▶ [PROVIDED DATA]

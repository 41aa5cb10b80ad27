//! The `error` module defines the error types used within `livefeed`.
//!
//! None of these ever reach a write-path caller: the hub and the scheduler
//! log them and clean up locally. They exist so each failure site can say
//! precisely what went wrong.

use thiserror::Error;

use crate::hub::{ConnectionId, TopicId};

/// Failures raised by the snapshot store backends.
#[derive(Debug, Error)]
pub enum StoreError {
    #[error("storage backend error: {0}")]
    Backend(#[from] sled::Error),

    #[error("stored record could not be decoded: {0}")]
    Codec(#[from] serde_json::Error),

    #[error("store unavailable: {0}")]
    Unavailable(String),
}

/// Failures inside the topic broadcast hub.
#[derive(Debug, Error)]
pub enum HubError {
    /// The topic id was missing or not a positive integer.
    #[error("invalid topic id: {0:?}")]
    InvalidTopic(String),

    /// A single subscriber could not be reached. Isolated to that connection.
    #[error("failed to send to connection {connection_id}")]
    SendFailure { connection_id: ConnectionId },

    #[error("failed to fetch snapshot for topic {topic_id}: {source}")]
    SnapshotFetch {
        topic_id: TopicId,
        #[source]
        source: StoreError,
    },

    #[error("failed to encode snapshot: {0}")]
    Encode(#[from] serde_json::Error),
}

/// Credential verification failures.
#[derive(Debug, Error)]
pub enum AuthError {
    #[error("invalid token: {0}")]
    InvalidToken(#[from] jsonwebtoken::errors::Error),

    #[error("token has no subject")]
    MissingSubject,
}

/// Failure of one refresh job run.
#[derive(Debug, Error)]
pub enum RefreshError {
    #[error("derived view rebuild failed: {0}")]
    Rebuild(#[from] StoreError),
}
...
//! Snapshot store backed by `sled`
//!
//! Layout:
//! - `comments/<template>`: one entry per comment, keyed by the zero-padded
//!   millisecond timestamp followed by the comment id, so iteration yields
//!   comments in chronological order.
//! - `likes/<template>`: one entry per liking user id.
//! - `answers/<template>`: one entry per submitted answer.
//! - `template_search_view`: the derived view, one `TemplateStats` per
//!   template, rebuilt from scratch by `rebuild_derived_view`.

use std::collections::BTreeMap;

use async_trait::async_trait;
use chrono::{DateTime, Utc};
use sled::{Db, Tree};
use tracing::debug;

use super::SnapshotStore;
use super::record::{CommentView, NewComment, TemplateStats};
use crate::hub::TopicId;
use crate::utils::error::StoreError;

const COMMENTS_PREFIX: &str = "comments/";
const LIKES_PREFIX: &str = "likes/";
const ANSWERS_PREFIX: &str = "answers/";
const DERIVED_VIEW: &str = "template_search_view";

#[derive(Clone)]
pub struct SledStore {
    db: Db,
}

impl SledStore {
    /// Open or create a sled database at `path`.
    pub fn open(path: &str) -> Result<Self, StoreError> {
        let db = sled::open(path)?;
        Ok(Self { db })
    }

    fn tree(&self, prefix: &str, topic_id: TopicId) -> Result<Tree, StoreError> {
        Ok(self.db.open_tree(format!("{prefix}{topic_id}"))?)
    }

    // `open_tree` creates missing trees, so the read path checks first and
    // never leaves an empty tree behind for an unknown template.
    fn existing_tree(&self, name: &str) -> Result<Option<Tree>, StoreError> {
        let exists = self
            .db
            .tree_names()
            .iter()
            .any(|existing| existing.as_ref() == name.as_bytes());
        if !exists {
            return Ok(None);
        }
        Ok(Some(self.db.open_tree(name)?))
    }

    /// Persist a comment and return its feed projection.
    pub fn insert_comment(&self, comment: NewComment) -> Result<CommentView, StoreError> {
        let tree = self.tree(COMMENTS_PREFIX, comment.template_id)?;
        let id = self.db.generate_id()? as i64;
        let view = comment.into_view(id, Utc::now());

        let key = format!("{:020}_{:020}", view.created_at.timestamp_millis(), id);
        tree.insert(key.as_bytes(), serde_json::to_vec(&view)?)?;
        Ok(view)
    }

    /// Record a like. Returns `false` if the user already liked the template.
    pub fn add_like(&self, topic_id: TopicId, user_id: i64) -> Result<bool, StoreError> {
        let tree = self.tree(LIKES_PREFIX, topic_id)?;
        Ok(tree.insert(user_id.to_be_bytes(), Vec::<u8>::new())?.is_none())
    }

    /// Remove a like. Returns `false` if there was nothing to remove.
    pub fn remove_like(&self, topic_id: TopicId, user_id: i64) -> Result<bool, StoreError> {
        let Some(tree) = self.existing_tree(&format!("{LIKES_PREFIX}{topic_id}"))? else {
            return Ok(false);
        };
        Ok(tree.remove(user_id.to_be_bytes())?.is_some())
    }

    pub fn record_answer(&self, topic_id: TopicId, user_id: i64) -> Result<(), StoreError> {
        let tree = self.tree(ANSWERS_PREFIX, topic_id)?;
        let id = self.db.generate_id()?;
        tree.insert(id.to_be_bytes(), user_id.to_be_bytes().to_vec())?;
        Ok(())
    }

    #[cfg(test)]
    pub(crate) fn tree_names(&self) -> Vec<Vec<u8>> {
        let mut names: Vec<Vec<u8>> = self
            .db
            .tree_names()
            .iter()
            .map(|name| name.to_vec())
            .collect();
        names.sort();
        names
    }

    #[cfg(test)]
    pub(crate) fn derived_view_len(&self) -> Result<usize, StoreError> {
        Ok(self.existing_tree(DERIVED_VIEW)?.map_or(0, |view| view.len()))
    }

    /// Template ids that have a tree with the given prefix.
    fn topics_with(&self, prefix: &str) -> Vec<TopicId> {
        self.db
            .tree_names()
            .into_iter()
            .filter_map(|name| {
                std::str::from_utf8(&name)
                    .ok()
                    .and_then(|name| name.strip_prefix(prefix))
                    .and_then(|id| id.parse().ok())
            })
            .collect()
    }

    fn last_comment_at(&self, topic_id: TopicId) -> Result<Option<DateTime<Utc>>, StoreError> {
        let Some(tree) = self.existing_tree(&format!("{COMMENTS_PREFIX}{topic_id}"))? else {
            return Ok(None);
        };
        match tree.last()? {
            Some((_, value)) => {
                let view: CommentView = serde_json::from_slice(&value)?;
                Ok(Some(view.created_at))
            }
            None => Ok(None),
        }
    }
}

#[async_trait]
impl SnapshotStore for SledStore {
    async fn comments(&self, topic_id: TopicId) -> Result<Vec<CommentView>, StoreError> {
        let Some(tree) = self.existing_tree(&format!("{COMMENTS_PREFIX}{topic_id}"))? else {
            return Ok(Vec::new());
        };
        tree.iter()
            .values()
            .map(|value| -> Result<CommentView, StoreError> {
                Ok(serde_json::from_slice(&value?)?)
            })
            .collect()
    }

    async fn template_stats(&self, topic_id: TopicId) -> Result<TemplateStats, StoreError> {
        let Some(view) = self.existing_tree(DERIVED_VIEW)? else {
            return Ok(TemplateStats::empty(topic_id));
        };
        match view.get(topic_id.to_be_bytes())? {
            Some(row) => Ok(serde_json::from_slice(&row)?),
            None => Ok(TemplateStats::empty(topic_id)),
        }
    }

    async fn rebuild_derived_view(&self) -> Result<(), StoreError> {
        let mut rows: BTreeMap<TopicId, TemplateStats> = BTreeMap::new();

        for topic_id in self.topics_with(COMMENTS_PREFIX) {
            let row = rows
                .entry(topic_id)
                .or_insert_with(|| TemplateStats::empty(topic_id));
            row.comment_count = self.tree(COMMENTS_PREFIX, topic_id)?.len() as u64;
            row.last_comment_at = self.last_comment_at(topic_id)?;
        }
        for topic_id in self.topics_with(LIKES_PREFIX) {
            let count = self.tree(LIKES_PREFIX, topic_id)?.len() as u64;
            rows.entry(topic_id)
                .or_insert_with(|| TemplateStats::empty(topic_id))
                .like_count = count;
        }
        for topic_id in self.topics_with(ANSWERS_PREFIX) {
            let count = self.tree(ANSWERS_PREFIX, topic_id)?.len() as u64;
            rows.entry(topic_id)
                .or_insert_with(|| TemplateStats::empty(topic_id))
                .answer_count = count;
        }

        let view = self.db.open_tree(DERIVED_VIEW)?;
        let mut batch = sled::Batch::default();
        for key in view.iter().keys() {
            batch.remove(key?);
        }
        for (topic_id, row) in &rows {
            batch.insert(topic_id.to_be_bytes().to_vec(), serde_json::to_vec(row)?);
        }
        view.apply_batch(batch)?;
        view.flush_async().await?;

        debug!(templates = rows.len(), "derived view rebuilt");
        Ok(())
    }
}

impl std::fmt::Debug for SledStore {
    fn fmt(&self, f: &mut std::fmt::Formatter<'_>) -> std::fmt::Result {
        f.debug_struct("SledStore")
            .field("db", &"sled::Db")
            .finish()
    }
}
* * *
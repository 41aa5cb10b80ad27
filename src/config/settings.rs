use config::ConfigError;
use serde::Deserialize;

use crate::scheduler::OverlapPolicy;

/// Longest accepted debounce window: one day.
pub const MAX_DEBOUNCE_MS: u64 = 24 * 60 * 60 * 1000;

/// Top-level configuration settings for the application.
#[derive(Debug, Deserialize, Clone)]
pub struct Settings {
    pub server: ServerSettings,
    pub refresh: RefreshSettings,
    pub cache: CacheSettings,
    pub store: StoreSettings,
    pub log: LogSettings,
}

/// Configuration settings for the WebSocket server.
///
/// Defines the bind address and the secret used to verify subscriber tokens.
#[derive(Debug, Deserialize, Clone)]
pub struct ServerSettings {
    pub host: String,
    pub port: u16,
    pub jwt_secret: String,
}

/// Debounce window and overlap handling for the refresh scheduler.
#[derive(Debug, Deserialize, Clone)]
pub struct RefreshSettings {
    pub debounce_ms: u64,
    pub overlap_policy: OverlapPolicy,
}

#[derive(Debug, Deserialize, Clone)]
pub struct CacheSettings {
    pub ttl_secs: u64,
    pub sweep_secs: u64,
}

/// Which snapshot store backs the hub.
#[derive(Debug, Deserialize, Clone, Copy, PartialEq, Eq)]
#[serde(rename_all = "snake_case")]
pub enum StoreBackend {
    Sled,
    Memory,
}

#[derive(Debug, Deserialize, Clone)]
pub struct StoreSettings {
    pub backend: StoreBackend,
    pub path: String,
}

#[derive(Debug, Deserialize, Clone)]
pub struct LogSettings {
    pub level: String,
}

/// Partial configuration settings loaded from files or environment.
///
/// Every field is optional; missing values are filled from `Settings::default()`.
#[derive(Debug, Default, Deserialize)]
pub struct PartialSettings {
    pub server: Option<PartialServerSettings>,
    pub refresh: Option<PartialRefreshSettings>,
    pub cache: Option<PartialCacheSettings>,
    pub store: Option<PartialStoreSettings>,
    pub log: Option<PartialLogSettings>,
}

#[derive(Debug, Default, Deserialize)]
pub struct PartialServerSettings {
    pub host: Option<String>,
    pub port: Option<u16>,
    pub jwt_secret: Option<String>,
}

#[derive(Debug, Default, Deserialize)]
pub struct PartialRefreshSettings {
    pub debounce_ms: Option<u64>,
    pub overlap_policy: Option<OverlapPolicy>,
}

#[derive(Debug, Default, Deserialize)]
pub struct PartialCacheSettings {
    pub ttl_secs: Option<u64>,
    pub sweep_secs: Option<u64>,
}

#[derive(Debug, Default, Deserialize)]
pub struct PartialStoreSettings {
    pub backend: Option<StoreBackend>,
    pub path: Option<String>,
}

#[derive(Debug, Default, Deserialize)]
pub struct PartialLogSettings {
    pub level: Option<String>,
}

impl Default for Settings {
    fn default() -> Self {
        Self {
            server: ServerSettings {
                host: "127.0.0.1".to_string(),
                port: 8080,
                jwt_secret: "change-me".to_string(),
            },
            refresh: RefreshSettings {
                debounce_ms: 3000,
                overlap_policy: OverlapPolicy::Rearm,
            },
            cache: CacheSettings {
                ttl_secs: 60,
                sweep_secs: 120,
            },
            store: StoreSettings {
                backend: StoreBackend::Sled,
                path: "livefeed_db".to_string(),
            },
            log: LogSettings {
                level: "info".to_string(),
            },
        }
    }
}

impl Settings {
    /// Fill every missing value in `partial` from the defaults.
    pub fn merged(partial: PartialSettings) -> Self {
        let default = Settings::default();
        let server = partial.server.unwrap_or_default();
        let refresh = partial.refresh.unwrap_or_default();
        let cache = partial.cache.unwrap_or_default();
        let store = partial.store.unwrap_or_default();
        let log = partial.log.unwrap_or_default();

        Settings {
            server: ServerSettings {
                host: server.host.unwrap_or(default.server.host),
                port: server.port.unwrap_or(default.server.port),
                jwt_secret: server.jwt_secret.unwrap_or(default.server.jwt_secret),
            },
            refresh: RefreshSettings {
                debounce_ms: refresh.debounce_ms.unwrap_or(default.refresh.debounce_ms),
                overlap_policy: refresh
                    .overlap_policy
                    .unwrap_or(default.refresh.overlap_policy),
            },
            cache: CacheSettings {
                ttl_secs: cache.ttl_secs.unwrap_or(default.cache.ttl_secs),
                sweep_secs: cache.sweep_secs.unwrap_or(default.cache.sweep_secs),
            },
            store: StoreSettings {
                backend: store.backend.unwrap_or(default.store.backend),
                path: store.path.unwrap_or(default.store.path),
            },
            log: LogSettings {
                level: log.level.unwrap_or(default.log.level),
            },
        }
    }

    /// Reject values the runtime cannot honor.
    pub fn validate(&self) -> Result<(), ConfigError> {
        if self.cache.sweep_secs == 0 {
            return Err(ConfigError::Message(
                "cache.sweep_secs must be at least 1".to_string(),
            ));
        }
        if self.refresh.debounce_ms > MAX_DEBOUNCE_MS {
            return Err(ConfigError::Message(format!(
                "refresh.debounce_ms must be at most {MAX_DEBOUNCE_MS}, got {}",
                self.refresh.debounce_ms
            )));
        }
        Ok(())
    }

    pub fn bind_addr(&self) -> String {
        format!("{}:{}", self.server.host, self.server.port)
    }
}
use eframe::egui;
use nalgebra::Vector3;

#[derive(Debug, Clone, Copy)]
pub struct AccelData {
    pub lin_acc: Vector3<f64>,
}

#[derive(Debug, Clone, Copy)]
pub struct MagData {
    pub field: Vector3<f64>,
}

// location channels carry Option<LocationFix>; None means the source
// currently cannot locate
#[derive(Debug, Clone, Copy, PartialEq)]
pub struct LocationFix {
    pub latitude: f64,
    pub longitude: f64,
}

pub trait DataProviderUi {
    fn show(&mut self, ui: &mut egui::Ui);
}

▶ [PROBLEM DESCRIPTION]
Report each line of the records that holds the word "batch".

▶ [ANSWER TO THE EXERCISE]
        let mut batch = sled::Batch::default();
            batch.remove(key?);
            batch.insert(topic_id.to_be_bytes().to_vec(), serde_json::to_vec(row)?);
        view.apply_batch(batch)?;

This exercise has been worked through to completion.